Court filings say that Ross and other agents were attempting to interview Muñoz-Guatemala last summer, and possibly process him for deportation, because he had an administrative warrant out for being in the country without authorization. They surrounded his Nissan Altima and attempted to remove him from the vehicle. Ross then used a tool to shatter the rear driver’s-side window before reaching inside. When the defendant accelerated away, Ross testified, he was dragged approximately 100 yards, during which time he repeatedly deployed a taser. Muñoz-Guatemala subsequently called 911 to report he’d been the victim of an assault.

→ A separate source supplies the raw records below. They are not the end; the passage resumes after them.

//! Filter selections driven by the dashboard controls.

use std::fmt;
use std::str::FromStr;

use serde::{Deserialize, Serialize};

use crate::column::Column;
use crate::error::ModelError;

/// Discrete-choice filter controls.
#[derive(Debug, Clone, Copy, PartialEq, Eq, Hash, Serialize, Deserialize)]
#[serde(rename_all = "snake_case")]
pub enum FilterField {
    State,
    Board,
    Gender,
    Category,
}

impl FilterField {
    pub const ALL: [FilterField; 4] = [Self::State, Self::Board, Self::Gender, Self::Category];

    /// Record column compared by this filter.
    pub const fn column(&self) -> Column {
        match self {
            Self::State => Column::State,
            Self::Board => Column::Board,
            Self::Gender => Column::Gender,
            Self::Category => Column::Category,
        }
    }

    pub const fn as_str(&self) -> &'static str {
        match self {
            Self::State => "state",
            Self::Board => "board",
            Self::Gender => "gender",
            Self::Category => "category",
        }
    }
}

impl fmt::Display for FilterField {
    fn fmt(&self, f: &mut fmt::Formatter<'_>) -> fmt::Result {
        f.write_str(self.as_str())
    }
}

impl FromStr for FilterField {
    type Err = ModelError;

    fn from_str(s: &str) -> Result<Self, Self::Err> {
        match s.trim().to_lowercase().as_str() {
            "state" => Ok(Self::State),
            "board" => Ok(Self::Board),
            "gender" => Ok(Self::Gender),
            "category" | "cat" => Ok(Self::Category),
            _ => Err(ModelError::UnknownFilterField(s.to_string())),
        }
    }
}

/// Current filter selections. Unset and empty values are both inactive.
#[derive(Debug, Clone, Default, PartialEq, Eq, Serialize, Deserialize)]
#[serde(default)]
pub struct FilterState {
    pub state: Option<String>,
    pub board: Option<String>,
    pub gender: Option<String>,
    pub category: Option<String>,
    pub query: Option<String>,
}

impl FilterState {
    pub fn new() -> Self {
        Self::default()
    }

    /// Builder-style setter for a discrete filter.
    #[must_use]
    pub fn with(mut self, field: FilterField, value: impl Into<String>) -> Self {
        self.set(field, Some(value.into()));
        self
    }

    /// Builder-style setter for the free-text query.
    #[must_use]
    pub fn with_query(mut self, query: impl Into<String>) -> Self {
        self.query = Some(query.into());
        self
    }

    pub fn set(&mut self, field: FilterField, value: Option<String>) {
        *self.slot_mut(field) = value;
    }

    pub fn get(&self, field: FilterField) -> Option<&str> {
        match field {
            FilterField::State => self.state.as_deref(),
            FilterField::Board => self.board.as_deref(),
            FilterField::Gender => self.gender.as_deref(),
            FilterField::Category => self.category.as_deref(),
        }
    }

    /// Value of a discrete filter if it constrains the view.
    pub fn active(&self, field: FilterField) -> Option<&str> {
        self.get(field).filter(|value| !value.is_empty())
    }

    /// Query text if it constrains the view.
    pub fn active_query(&self) -> Option<&str> {
        self.query.as_deref().filter(|query| !query.is_empty())
    }

    /// Returns true when no predicate is active.
    pub fn is_unconstrained(&self) -> bool {
        FilterField::ALL
            .iter()
            .all(|field| self.active(*field).is_none())
            && self.active_query().is_none()
    }

    /// Resets every control to unset.
    pub fn clear(&mut self) {
        *self = Self::default();
    }

    fn slot_mut(&mut self, field: FilterField) -> &mut Option<String> {
        match field {
            FilterField::State => &mut self.state,
            FilterField::Board => &mut self.board,
            FilterField::Gender => &mut self.gender,
            FilterField::Category => &mut self.category,
        }
    }
}

#[cfg(test)]
mod tests {
    use super::*;

    #[test]
    fn test_empty_values_are_inactive() {
        let filters = FilterState::new()
            .with(FilterField::State, "")
            .with_query("");
        assert_eq!(filters.get(FilterField::State), Some(""));
        assert_eq!(filters.active(FilterField::State), None);
        assert!(filters.is_unconstrained());
    }

    #[test]
    fn test_clear_resets_everything() {
        let mut filters = FilterState::new()
            .with(FilterField::Board, "CBSE")
            .with_query("pune");
        assert!(!filters.is_unconstrained());
        filters.clear();
        assert_eq!(filters, FilterState::default());
    }

    #[test]
    fn test_parse_filter_field() {
        assert_eq!("cat".parse::<FilterField>(), Ok(FilterField::Category));
        assert_eq!(" Board".parse::<FilterField>(), Ok(FilterField::Board));
        assert!("medium".parse::<FilterField>().is_err());
        assert_eq!(FilterField::Category.column(), Column::Category);
    }
}
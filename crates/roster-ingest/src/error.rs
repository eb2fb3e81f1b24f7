//! Error types for roster data ingestion.

use std::path::PathBuf;
use thiserror::Error;

/// Errors that can occur while loading a roster source.
#[derive(Debug, Error)]
pub enum IngestError {
    // === File System Errors ===
    /// Source file not found.
    #[error("file not found: {path}")]
    FileNotFound { path: PathBuf },

    /// Failed to read file.
    #[error("failed to read file {path}: {source}")]
    FileRead {
        path: PathBuf,
        #[source]
        source: std::io::Error,
    },

    // === CSV Parsing Errors ===
    /// The delimited text could not be parsed.
    #[error("failed to parse CSV {name}: {source}")]
    CsvParse {
        name: String,
        #[source]
        source: csv::Error,
    },

    // === Workbook Errors ===
    /// The spreadsheet is not a readable zip archive.
    #[error("failed to open workbook {name}: {message}")]
    WorkbookArchive { name: String, message: String },

    /// A required part is missing from the workbook archive.
    #[error("workbook {name} is missing part {part}")]
    MissingPart { name: String, part: String },

    /// The workbook declares no worksheets.
    #[error("workbook {name} contains no worksheets")]
    NoWorksheet { name: String },

    /// A workbook XML part could not be parsed.
    #[error("failed to parse {part} in workbook {name}: {message}")]
    WorkbookXml {
        name: String,
        part: String,
        message: String,
    },

    // === Network Errors ===
    /// HTTP request failed before a response arrived.
    #[error("request to {url} failed: {message}")]
    Http { url: String, message: String },

    /// Server answered with a non-success status.
    #[error("request to {url} returned status {status}")]
    HttpStatus { url: String, status: u16 },
}

/// Result type for ingestion operations.
pub type Result<T> = std::result::Result<T, IngestError>;
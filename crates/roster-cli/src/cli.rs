//! CLI argument definitions.

use std::path::PathBuf;

use clap::{Args, Parser, Subcommand, ValueEnum};
use clap_verbosity_flag::{Verbosity, WarnLevel};
use colorchoice_clap::Color;

#[derive(Parser)]
#[command(
    name = "roster",
    version,
    about = "Student roster dashboard - summarize and filter student records",
    long_about = "Summarize a student roster from a CSV or XLSX file.\n\n\
                  Shows headline figures, frequency charts, an age histogram, \n\
                  and a paginated table, all narrowed by filters and a free-text search."
)]
pub struct Cli {
    #[command(subcommand)]
    pub command: Command,

    /// Adjust log verbosity (-v for info, -vv for debug, -q for errors only).
    #[command(flatten)]
    pub verbosity: Verbosity<WarnLevel>,

    /// Control ANSI color output (auto, always, never).
    #[command(flatten)]
    pub color: Color,

    /// Explicit log level (overrides -v/-q flags).
    #[arg(long = "log-level", value_enum, global = true)]
    pub log_level: Option<LogLevelArg>,

    /// Log output format (pretty for human, json for machine parsing).
    #[arg(
        long = "log-format",
        value_enum,
        default_value = "pretty",
        global = true
    )]
    pub log_format: LogFormatArg,

    /// Write logs to a file instead of stderr.
    #[arg(long = "log-file", value_name = "PATH", global = true)]
    pub log_file: Option<PathBuf>,

    /// Include student values (names, search text) in logs.
    #[arg(long = "log-data", global = true)]
    pub log_data: bool,

    /// Settings file to use instead of the platform default.
    #[arg(long = "config", value_name = "PATH", global = true)]
    pub config: Option<PathBuf>,
}

#[derive(Subcommand)]
pub enum Command {
    /// Print the dashboard for a roster file.
    Dashboard(DashboardArgs),

    /// List the options of each filter.
    Choices(ChoicesArgs),

    /// Explore the dashboard with line commands.
    Interactive(InteractiveArgs),

    /// Show the effective settings.
    Config(ConfigArgs),
}

#[derive(Args)]
pub struct SourceArgs {
    /// CSV or XLSX file (default: the configured source).
    #[arg(value_name = "FILE")]
    pub file: Option<PathBuf>,
}

#[derive(Args)]
pub struct FilterArgs {
    /// Only students from this state.
    #[arg(long)]
    pub state: Option<String>,

    /// Only students from this board.
    #[arg(long)]
    pub board: Option<String>,

    /// Only students of this gender.
    #[arg(long)]
    pub gender: Option<String>,

    /// Only students in this category.
    #[arg(long)]
    pub category: Option<String>,

    /// Case-insensitive search over name, city, district, and state.
    #[arg(long, short = 'q')]
    pub query: Option<String>,
}

#[derive(Args)]
pub struct DashboardArgs {
    #[command(flatten)]
    pub source: SourceArgs,

    #[command(flatten)]
    pub filters: FilterArgs,

    /// Table page to show (1-based, clamped).
    #[arg(long, default_value_t = 1)]
    pub page: usize,

    /// Output format.
    #[arg(long = "format", value_enum, default_value = "table")]
    pub format: OutputFormatArg,
}

#[derive(Args)]
pub struct ChoicesArgs {
    #[command(flatten)]
    pub source: SourceArgs,

    /// Output format.
    #[arg(long = "format", value_enum, default_value = "table")]
    pub format: OutputFormatArg,
}

#[derive(Args)]
pub struct InteractiveArgs {
    #[command(flatten)]
    pub source: SourceArgs,
}

#[derive(Args)]
pub struct ConfigArgs {
    /// Write the effective settings to the settings file.
    #[arg(long)]
    pub init: bool,
}

#[derive(Clone, Copy, ValueEnum)]
pub enum OutputFormatArg {
    Table,
    Json,
}

/// CLI log level choices.
#[derive(Clone, Copy, ValueEnum)]
pub enum LogLevelArg {
    Error,
    Warn,
    Info,
    Debug,
    Trace,
}

/// CLI log format choices.
#[derive(Clone, Copy, ValueEnum)]
pub enum LogFormatArg {
    Pretty,
    Compact,
    Json,
}
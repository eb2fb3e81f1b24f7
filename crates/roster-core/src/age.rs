//! Age estimation from tagged dates of birth.

use chrono::{DateTime, Datelike, NaiveDate, NaiveTime, TimeDelta, Utc};
use roster_model::Dob;

use crate::datetime::parse_dob_text;

/// Oldest age reported; anything above is treated as a data error.
pub const MAX_AGE: u32 = 100;

const MILLIS_PER_DAY: f64 = 86_400_000.0;
const MILLIS_PER_YEAR: f64 = 365.25 * MILLIS_PER_DAY;

/// Day zero of spreadsheet serial dates.
fn serial_epoch() -> DateTime<Utc> {
    NaiveDate::from_ymd_opt(1899, 12, 30)
        .unwrap_or_default()
        .and_time(NaiveTime::MIN)
        .and_utc()
}

/// Converts a spreadsheet day serial (fractions allowed) to an instant.
pub fn serial_to_datetime(serial: f64) -> Option<DateTime<Utc>> {
    if !serial.is_finite() {
        return None;
    }
    let millis = (serial * MILLIS_PER_DAY).round();
    // Beyond this chrono cannot represent the result anyway.
    if millis.abs() > 1.0e17 {
        return None;
    }
    let delta = TimeDelta::try_milliseconds(millis as i64)?;
    serial_epoch().checked_add_signed(delta)
}

/// Resolves a date of birth to an instant, or `None` when it has no valid date.
pub fn dob_instant(dob: &Dob, now: DateTime<Utc>) -> Option<DateTime<Utc>> {
    match dob {
        Dob::Numeric(serial) => serial_to_datetime(*serial),
        Dob::Textual(text) => parse_dob_text(text, now.year())
            .map(|date| date.and_time(NaiveTime::MIN).and_utc()),
        Dob::Absent => None,
    }
}

/// Whole years between the date of birth and `now`.
///
/// Years are 365.25 days, floored. Unknown dates and results outside
/// `0..=100` give `None`.
pub fn estimate_age(dob: &Dob, now: DateTime<Utc>) -> Option<u32> {
    let born = dob_instant(dob, now)?;
    let elapsed = now.signed_duration_since(born).num_milliseconds();
    let years = (elapsed as f64 / MILLIS_PER_YEAR).floor();
    if !(0.0..=f64::from(MAX_AGE)).contains(&years) {
        return None;
    }
    Some(years as u32)
}

/// [`estimate_age`] against the current time.
pub fn estimate_age_now(dob: &Dob) -> Option<u32> {
    estimate_age(dob, Utc::now())
}
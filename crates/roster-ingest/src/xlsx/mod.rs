//! Spreadsheet (`.xlsx`) reading: first worksheet as header-keyed records.
//!
//! A workbook is a zip archive of XML parts. Only what the dashboard needs
//! is read: the workbook sheet list, its relationships, the shared string
//! table, and the first worksheet's cell values. Styles are ignored, so
//! date cells come back as their numeric serials.

mod archive;
mod shared_strings;
mod sheet;
mod xml;

use roster_model::RawRecord;
use tracing::debug;

use crate::error::Result;
use crate::header::{BLANK_HEADER, unique_headers};

use archive::{SHARED_STRINGS_PART, WorkbookArchive};
use shared_strings::parse_shared_strings;
use sheet::{SheetRow, parse_sheet};

/// Reads the first worksheet of an `.xlsx` workbook held in memory.
///
/// The first non-blank row supplies the headers; blank header cells are
/// named `__EMPTY`, `__EMPTY_1`, and so on. Each following non-blank row
/// becomes one record holding only its non-blank cells.
pub fn read_xlsx_bytes(bytes: &[u8], name: &str) -> Result<Vec<RawRecord>> {
    let mut workbook = WorkbookArchive::open(bytes, name)?;
    let sheet_part = workbook.first_sheet_part()?;
    let shared = match workbook.read_part(SHARED_STRINGS_PART)? {
        Some(xml) => parse_shared_strings(&xml, name)?,
        None => Vec::new(),
    };
    let sheet_xml = workbook.require_part(&sheet_part)?;
    let rows = parse_sheet(&sheet_xml, &shared, name, &sheet_part)?;
    debug!(
        source = %name,
        sheet = %sheet_part,
        shared_strings = shared.len(),
        rows = rows.len(),
        "parsed worksheet"
    );
    Ok(rows_to_records(rows))
}

fn rows_to_records(rows: Vec<SheetRow>) -> Vec<RawRecord> {
    let columns = rows.iter().flat_map(|row| row.cells.iter().map(|(col, _)| *col));
    let (Some(first_col), Some(last_col)) = (columns.clone().min(), columns.max()) else {
        return Vec::new();
    };

    let mut rows = rows.into_iter();
    let Some(header_row) = rows.next() else {
        return Vec::new();
    };
    let mut header_text = vec![String::new(); last_col - first_col + 1];
    for (col, value) in &header_row.cells {
        header_text[col - first_col] = value.to_trimmed_string();
    }
    let headers = unique_headers(&header_text, Some(BLANK_HEADER));

    rows.map(|row| {
        let fields = row
            .cells
            .into_iter()
            .map(|(col, value)| (headers[col - first_col].clone(), value))
            .collect();
        RawRecord::from_unique_pairs(fields)
    })
    .collect()
}
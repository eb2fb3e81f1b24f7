//! Raw file bytes through to dashboard records.

use chrono::{TimeZone, Utc};
use roster_core::{Dataset, SummaryStats, estimate_age, filter_records};
use roster_ingest::read_csv_bytes;
use roster_model::{Dob, FilterField, FilterState, StudentRecord};

#[test]
fn single_row_csv_yields_trimmed_record() {
    let csv = b"name,gender,cat,board,medium,city,district,state,dob\n  Asha Rao , F ,GEN,CBSE,English,Kochi,Ernakulam, Kerala ,13-Jan-98\n";
    let rows = read_csv_bytes(csv, "students.csv").expect("parse csv");
    let dataset = Dataset::from_raw(&rows, "students.csv");

    assert_eq!(dataset.len(), 1);
    let record = &dataset.records()[0];
    assert_eq!(
        record.cells(),
        vec![
            "Asha Rao",
            "F",
            "GEN",
            "CBSE",
            "English",
            "Kochi",
            "Ernakulam",
            "Kerala",
            "13-Jan-98",
        ]
    );
    assert_eq!(
        *record,
        StudentRecord {
            name: "Asha Rao".to_string(),
            gender: "F".to_string(),
            cat: "GEN".to_string(),
            board: "CBSE".to_string(),
            medium: "English".to_string(),
            city: "Kochi".to_string(),
            district: "Ernakulam".to_string(),
            state: "Kerala".to_string(),
            dob: Dob::Textual("13-Jan-98".to_string()),
        }
    );
}

#[test]
fn numeric_csv_dob_is_a_spreadsheet_serial() {
    let csv = b"name,dob\nAsha,1998\nRavi,35808\nMeena,13-Jan-98\n";
    let rows = read_csv_bytes(csv, "students.csv").expect("parse csv");
    let dataset = Dataset::from_raw(&rows, "students.csv");
    let now = Utc.with_ymd_and_hms(2026, 10, 16, 0, 0, 0).unwrap();

    let records = dataset.records();
    assert_eq!(records[0].dob, Dob::Numeric(1998.0));
    assert_eq!(records[1].dob, Dob::Numeric(35808.0));
    assert_eq!(records[2].dob, Dob::Textual("13-Jan-98".to_string()));

    // Serial 1998 is a 1905 date, past the age ceiling.
    assert_eq!(estimate_age(&records[0].dob, now), None);
    assert_eq!(estimate_age(&records[1].dob, now), Some(28));
    assert_eq!(estimate_age(&records[2].dob, now), Some(28));

    // A bare year only reaches the text parser when the cell is text.
    assert_eq!(estimate_age(&Dob::Textual("1998".to_string()), now), Some(28));
}

#[test]
fn nameless_rows_never_reach_the_view() {
    let csv = b"name,gender,state,dob\nAsha,F,Kerala,35808\n,M,Goa,\n   ,M,Goa,\nRavi,M,Bihar,\n";
    let rows = read_csv_bytes(csv, "students.csv").expect("parse csv");
    let dataset = Dataset::from_raw(&rows, "students.csv");

    assert_eq!(dataset.len(), 2);
    assert_eq!(dataset.records()[0].dob, Dob::Numeric(35808.0));

    let goa = FilterState::new().with(FilterField::State, "Goa");
    assert!(filter_records(dataset.records(), &goa).is_empty());

    let stats = SummaryStats::compute(dataset.records());
    assert_eq!(stats.total, 2);
    assert_eq!(stats.female_pct, 50);
}
//! Library components of the roster CLI: logging, settings, the terminal
//! renderer, and the interactive session.

pub mod logging;
pub mod render;
pub mod session;
pub mod settings;
pub mod summary;
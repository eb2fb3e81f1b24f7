//! Headline figures for the current view.

use std::collections::HashSet;

use roster_model::StudentRecord;
use serde::Serialize;

/// KPI values shown above the charts.
#[derive(Debug, Clone, Copy, Default, PartialEq, Eq, Serialize)]
pub struct SummaryStats {
    pub total: usize,
    /// Share of records with gender `F`, as a whole percentage.
    pub female_pct: u32,
    pub distinct_states: usize,
    pub distinct_boards: usize,
}

impl SummaryStats {
    pub fn compute<'a, I>(records: I) -> Self
    where
        I: IntoIterator<Item = &'a StudentRecord>,
    {
        let mut total = 0usize;
        let mut females = 0usize;
        let mut states = HashSet::new();
        let mut boards = HashSet::new();
        for record in records {
            total += 1;
            if record.gender == "F" {
                females += 1;
            }
            if !record.state.is_empty() {
                states.insert(record.state.as_str());
            }
            if !record.board.is_empty() {
                boards.insert(record.board.as_str());
            }
        }
        Self {
            total,
            female_pct: rounded_percentage(females, total),
            distinct_states: states.len(),
            distinct_boards: boards.len(),
        }
    }
}

/// `part / whole` as a percentage rounded half-up; `0` for an empty whole.
pub fn rounded_percentage(part: usize, whole: usize) -> u32 {
    if whole == 0 {
        return 0;
    }
    let (part, whole) = (part as u128, whole as u128);
    let pct = (200 * part + whole) / (2 * whole);
    u32::try_from(pct).unwrap_or(u32::MAX)
}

During his trial, Muñoz-Guatemala said he didn’t understand that Ross—who according to his own testimony was wearing ranger green and gray and wore his badge on his belt—was a federal agent. (Ross testified that Muñoz-Guatemala had asked to speak to an attorney, which would suggest he knew Ross was acting as law enforcement, but an FBI agent who witnessed the incident said he didn’t hear this. According to court records, this claim did not come up in pretrial interviews, and prosecutors said they had not heard it before he made the claim in court.) Muñoz-Guatemala’s attorneys say now that had he been tried after Good’s killing, his defense may have also asserted that he was justified in resisting Ross, who they claim was the aggressor and used excessive force.

The argument is that the jury instructions essentially contained a two-part decision tree: Jurors could convict Muñoz-Guatemala if they believed he should have known Ross was law enforcement. They could also convict him if they believed driving away was not a reasonable response.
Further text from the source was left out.